Segment Start: Supplied data

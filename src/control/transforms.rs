// Angle helpers shared by the rectifier control loops

use core::f32::consts::{PI, TAU};
use libm::{cosf, fmodf, sinf};

// Enable idsp-based fast trigonometric functions
const USE_IDSP_COSSIN: bool = true;

/// Combined sine and cosine of an angle
///
/// # Arguments
/// * `theta` - Angle in radians, expected within [0, 2π]
///
/// # Returns
/// Tuple of (sin θ, cos θ)
///
/// # Implementation
/// Uses idsp::cossin() for fast trigonometric calculation (~40 cycles on
/// Cortex-M) compared to libm::cosf/sinf (~100-200 cycles). Can be switched
/// via USE_IDSP_COSSIN.
pub fn sin_cos(theta: f32) -> (f32, f32) {
    if USE_IDSP_COSSIN {
        sin_cos_idsp(theta)
    } else {
        sin_cos_libm(theta)
    }
}

/// sin/cos using idsp::cossin() (fast, ~40 cycles on Cortex-M)
#[inline]
fn sin_cos_idsp(theta: f32) -> (f32, f32) {
    // Convert theta (radians, 0 to 2π) to idsp phase format (i32, full scale)
    // idsp uses i32::MIN (-2^31) to i32::MAX (2^31-1) to represent -π to π
    // First normalize theta from [0, 2π] to [-π, π]
    let normalized_theta = if theta > PI { theta - TAU } else { theta };

    // Then scale to i32 range: phase = normalized_theta * (2^31 / π)
    const SCALE: f32 = 2147483648.0 / PI; // 2^31 / π
    let phase: i32 = (normalized_theta * SCALE) as i32;

    // cossin() returns (cos, sin) as (i32, i32) in range [-2^31, 2^31-1]
    let (cos_i32, sin_i32) = idsp::cossin(phase);

    // Convert i32 to f32 and normalize to [-1.0, 1.0]
    const I32_TO_F32: f32 = 1.0 / 2147483648.0; // 1 / 2^31
    (sin_i32 as f32 * I32_TO_F32, cos_i32 as f32 * I32_TO_F32)
}

/// sin/cos using libm (slower, ~100-200 cycles, but more familiar)
#[inline]
fn sin_cos_libm(theta: f32) -> (f32, f32) {
    (sinf(theta), cosf(theta))
}

/// Wrap an angle into [0, 2π) by true modulo
///
/// # Arguments
/// * `angle` - Angle in radians, any magnitude
///
/// # Returns
/// Equivalent angle in [0, 2π)
pub fn wrap_angle(angle: f32) -> f32 {
    let wrapped = fmodf(angle, TAU);
    if wrapped < 0.0 {
        wrapped + TAU
    } else {
        wrapped
    }
}

/// Single-sided wrap of a reference phase toward [0, 2π].
///
/// Applies at most one correction: add 2π if negative, subtract 2π if above
/// 2π. Inputs further out than one turn keep their residual until the next
/// cycle recomputes them; that transient is accepted policy for the phase
/// references, not an error to hide.
pub fn wrap_phase(angle: f32) -> f32 {
    if angle < 0.0 {
        angle + TAU
    } else if angle > TAU {
        angle - TAU
    } else {
        angle
    }
}

#[cfg(test)]
mod tests {
    use super::*;

    const EPSILON: f32 = 0.0001;

    fn approx_eq(a: f32, b: f32) -> bool {
        (a - b).abs() < EPSILON
    }

    #[test]
    fn test_sin_cos_matches_libm() {
        for theta in [0.0f32, 0.5, 1.0, core::f32::consts::FRAC_PI_2, 3.0, 5.5] {
            let (s, c) = sin_cos(theta);
            assert!(approx_eq(s, sinf(theta)));
            assert!(approx_eq(c, cosf(theta)));
        }
    }

    #[test]
    fn test_sin_cos_unit_magnitude() {
        let (s, c) = sin_cos(2.2);
        assert!(approx_eq(s * s + c * c, 1.0));
    }

    #[test]
    fn test_wrap_angle() {
        assert!(approx_eq(wrap_angle(0.0), 0.0));
        assert!(approx_eq(wrap_angle(7.0), 7.0 - TAU));
        assert!(approx_eq(wrap_angle(-1.0), TAU - 1.0));
        assert!(approx_eq(wrap_angle(TAU), 0.0));
        assert!(approx_eq(wrap_angle(3.0 * TAU + 0.25), 0.25));
    }

    #[test]
    fn test_wrap_phase_single_correction() {
        assert!(approx_eq(wrap_phase(1.0), 1.0));
        assert!(approx_eq(wrap_phase(-0.5), TAU - 0.5));
        assert!(approx_eq(wrap_phase(6.5), 6.5 - TAU));
        // One correction only: a value below -2π stays negative
        assert!(wrap_phase(-7.0) < 0.0);
    }
}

Segment End: Supplied data

Task objective ▸
Reproduce the lines of the entries above from the one with "let (cos_i32, sin_i32)" to the one with "for the phase", both included, exactly and without any other line.

The completed task ▸
    let (cos_i32, sin_i32) = idsp::cossin(phase);

    // Convert i32 to f32 and normalize to [-1.0, 1.0]
    const I32_TO_F32: f32 = 1.0 / 2147483648.0; // 1 / 2^31
    (sin_i32 as f32 * I32_TO_F32, cos_i32 as f32 * I32_TO_F32)
}

/// sin/cos using libm (slower, ~100-200 cycles, but more familiar)
#[inline]
fn sin_cos_libm(theta: f32) -> (f32, f32) {
    (sinf(theta), cosf(theta))
}

/// Wrap an angle into [0, 2π) by true modulo
///
/// # Arguments
/// * `angle` - Angle in radians, any magnitude
///
/// # Returns
/// Equivalent angle in [0, 2π)
pub fn wrap_angle(angle: f32) -> f32 {
    let wrapped = fmodf(angle, TAU);
    if wrapped < 0.0 {
        wrapped + TAU
    } else {
        wrapped
    }
}

/// Single-sided wrap of a reference phase toward [0, 2π].
///
/// Applies at most one correction: add 2π if negative, subtract 2π if above
/// 2π. Inputs further out than one turn keep their residual until the next
/// cycle recomputes them; that transient is accepted policy for the phase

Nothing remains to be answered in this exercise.